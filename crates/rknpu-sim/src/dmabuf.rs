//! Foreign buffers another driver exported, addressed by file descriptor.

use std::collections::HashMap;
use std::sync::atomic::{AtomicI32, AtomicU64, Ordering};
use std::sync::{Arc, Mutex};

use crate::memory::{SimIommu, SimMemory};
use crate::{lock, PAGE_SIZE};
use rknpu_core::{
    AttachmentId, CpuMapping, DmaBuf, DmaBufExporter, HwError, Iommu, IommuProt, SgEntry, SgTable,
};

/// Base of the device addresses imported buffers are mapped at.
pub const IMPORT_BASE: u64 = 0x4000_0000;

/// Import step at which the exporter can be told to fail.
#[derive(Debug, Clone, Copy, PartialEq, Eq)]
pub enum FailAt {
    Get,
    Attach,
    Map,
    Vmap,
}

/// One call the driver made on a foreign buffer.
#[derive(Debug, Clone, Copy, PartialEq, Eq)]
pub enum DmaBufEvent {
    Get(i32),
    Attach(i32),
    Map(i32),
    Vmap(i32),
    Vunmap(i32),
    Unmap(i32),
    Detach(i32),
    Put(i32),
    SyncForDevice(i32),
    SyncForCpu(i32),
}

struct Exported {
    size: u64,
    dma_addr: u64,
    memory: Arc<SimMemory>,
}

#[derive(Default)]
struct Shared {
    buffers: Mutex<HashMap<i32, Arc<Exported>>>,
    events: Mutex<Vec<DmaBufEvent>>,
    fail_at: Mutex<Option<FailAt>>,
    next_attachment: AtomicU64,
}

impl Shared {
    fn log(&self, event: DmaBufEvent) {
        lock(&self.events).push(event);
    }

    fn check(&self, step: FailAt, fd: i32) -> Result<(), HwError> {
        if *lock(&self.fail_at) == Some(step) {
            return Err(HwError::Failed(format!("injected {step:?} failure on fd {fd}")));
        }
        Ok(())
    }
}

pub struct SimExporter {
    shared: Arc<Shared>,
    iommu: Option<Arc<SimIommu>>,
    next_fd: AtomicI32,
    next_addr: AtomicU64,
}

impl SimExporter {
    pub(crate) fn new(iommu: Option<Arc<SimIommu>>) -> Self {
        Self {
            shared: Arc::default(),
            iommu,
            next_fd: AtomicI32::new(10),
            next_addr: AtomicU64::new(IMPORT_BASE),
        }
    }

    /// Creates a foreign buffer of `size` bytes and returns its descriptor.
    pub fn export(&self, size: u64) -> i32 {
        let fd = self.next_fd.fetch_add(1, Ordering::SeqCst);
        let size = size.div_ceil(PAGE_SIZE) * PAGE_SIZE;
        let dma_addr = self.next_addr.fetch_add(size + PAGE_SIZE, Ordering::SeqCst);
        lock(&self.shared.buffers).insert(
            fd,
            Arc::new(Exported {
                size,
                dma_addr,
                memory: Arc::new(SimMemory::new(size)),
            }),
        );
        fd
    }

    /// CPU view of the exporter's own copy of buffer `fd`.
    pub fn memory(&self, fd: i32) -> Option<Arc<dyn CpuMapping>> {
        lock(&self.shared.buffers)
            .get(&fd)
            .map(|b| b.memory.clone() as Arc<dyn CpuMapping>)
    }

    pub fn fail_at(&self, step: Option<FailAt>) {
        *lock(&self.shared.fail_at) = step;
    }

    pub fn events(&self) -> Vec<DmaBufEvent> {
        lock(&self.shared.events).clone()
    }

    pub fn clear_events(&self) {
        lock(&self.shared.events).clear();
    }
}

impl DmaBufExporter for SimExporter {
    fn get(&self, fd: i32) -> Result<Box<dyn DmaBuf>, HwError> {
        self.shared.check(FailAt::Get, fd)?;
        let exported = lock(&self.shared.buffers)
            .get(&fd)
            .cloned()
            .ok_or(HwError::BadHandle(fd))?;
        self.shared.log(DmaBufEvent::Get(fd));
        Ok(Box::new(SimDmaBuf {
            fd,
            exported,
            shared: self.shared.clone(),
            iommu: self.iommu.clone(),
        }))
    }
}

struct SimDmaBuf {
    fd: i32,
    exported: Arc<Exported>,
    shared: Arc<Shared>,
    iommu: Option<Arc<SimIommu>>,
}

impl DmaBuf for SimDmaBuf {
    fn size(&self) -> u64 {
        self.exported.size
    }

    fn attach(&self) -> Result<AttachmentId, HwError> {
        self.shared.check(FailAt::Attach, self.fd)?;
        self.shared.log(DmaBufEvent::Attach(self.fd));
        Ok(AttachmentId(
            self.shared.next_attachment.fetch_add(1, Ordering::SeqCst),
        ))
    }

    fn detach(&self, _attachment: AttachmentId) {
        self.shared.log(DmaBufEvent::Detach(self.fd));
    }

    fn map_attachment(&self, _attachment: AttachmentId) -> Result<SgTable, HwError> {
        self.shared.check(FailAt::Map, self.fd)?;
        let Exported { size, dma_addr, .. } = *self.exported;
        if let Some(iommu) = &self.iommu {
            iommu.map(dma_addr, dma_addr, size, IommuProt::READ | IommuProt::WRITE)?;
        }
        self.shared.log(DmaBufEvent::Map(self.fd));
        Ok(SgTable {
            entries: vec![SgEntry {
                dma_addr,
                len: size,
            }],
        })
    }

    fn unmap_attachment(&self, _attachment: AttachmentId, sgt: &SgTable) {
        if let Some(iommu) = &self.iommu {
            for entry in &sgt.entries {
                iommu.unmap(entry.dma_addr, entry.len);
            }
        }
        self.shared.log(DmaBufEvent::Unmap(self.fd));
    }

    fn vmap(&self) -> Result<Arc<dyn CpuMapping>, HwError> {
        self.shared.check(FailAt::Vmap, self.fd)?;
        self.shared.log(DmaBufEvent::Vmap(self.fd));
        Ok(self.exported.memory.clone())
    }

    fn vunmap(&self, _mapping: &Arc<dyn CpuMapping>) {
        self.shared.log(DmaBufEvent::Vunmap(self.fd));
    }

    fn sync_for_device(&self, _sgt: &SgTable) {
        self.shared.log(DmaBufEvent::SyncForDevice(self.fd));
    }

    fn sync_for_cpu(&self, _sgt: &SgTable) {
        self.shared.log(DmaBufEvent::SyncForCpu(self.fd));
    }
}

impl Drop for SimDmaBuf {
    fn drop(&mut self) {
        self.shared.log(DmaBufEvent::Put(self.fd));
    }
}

---

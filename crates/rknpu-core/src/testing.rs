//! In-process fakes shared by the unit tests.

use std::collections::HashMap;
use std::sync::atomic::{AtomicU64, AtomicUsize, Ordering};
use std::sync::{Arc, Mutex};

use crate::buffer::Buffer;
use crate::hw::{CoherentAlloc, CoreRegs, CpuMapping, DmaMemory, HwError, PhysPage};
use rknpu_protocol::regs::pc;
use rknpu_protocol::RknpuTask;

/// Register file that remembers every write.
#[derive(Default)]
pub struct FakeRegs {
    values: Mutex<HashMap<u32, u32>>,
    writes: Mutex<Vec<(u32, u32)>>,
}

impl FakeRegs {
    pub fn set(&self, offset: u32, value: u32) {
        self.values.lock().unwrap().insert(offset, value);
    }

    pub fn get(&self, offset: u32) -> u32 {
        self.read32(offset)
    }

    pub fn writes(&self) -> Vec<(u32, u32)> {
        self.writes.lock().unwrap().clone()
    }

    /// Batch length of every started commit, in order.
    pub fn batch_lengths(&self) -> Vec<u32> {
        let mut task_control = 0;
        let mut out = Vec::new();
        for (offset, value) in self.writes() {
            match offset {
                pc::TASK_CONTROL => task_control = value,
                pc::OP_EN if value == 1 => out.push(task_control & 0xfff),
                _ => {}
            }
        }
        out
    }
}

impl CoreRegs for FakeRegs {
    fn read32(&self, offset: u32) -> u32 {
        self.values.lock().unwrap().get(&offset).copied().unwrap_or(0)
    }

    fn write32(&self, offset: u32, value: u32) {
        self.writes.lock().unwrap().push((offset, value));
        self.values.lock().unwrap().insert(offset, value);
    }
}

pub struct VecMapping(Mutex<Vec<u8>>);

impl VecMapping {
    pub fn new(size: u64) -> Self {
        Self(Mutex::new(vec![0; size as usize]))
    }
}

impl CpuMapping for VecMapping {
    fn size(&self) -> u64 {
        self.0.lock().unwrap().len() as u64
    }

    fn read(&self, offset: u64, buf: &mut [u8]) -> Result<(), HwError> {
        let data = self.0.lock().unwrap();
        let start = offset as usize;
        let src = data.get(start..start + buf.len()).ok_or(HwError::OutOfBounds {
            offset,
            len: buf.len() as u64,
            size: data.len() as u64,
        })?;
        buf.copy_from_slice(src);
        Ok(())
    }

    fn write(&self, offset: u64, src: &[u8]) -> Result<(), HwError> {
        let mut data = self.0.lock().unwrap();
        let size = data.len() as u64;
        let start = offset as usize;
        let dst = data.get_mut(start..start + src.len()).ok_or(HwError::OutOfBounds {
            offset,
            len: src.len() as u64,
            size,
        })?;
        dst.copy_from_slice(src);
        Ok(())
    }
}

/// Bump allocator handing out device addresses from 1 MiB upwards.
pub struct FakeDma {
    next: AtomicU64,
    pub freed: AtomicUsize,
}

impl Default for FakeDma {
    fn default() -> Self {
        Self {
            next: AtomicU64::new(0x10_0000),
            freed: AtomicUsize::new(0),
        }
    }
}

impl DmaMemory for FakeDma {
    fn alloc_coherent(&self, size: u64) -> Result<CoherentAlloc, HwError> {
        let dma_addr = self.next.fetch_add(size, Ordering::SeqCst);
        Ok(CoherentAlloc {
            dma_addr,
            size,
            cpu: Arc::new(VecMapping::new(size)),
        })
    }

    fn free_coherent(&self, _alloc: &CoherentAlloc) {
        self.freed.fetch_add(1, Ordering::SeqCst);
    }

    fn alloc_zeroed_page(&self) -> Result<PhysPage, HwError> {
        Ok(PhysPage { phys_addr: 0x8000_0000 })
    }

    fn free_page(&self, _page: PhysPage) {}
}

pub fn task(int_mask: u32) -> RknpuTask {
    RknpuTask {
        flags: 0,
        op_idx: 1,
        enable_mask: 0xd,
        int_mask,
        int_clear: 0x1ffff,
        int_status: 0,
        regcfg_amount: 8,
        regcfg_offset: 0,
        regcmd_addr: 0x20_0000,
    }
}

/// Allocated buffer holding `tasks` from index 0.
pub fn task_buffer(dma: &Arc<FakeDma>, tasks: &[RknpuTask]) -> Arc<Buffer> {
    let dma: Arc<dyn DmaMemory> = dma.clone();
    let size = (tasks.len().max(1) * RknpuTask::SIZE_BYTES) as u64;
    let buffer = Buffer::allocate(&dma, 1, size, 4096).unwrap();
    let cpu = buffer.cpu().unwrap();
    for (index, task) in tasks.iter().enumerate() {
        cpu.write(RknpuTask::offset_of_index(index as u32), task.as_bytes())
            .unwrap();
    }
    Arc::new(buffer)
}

...

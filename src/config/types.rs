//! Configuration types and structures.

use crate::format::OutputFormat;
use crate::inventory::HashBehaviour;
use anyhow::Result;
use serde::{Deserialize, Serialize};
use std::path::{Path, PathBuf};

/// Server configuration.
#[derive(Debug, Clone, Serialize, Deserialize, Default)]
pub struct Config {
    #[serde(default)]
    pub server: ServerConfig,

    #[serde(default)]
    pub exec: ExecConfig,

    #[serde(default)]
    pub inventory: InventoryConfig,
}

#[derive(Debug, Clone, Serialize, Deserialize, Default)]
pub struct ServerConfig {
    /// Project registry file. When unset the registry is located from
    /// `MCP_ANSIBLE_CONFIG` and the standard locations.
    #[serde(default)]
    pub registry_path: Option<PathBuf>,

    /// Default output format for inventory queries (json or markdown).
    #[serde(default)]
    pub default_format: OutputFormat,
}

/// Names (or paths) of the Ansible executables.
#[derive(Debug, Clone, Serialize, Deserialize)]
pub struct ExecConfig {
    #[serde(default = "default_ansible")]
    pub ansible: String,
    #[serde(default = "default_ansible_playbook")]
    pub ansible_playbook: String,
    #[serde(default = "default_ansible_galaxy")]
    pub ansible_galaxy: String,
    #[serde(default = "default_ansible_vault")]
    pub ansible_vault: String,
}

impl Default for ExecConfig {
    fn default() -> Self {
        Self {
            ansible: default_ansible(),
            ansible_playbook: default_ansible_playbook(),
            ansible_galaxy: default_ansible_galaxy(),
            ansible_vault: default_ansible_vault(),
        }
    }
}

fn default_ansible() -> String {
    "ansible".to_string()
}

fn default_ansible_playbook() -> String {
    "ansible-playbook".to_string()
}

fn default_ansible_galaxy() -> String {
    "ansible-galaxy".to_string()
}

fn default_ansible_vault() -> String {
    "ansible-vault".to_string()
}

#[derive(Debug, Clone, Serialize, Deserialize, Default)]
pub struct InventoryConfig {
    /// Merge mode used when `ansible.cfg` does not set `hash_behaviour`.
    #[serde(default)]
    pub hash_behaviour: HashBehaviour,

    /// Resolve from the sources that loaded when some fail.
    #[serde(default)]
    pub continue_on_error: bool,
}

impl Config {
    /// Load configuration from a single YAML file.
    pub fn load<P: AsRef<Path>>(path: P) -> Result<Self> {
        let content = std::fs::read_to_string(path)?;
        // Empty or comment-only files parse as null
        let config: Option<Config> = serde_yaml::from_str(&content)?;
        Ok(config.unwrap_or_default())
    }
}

▶ [Try it]
What belongs in the answer is each line of the listing that contains the word "SyncForCpu".

▶ [Response]
    SyncForCpu(i32),
        self.shared.log(DmaBufEvent::SyncForCpu(self.fd));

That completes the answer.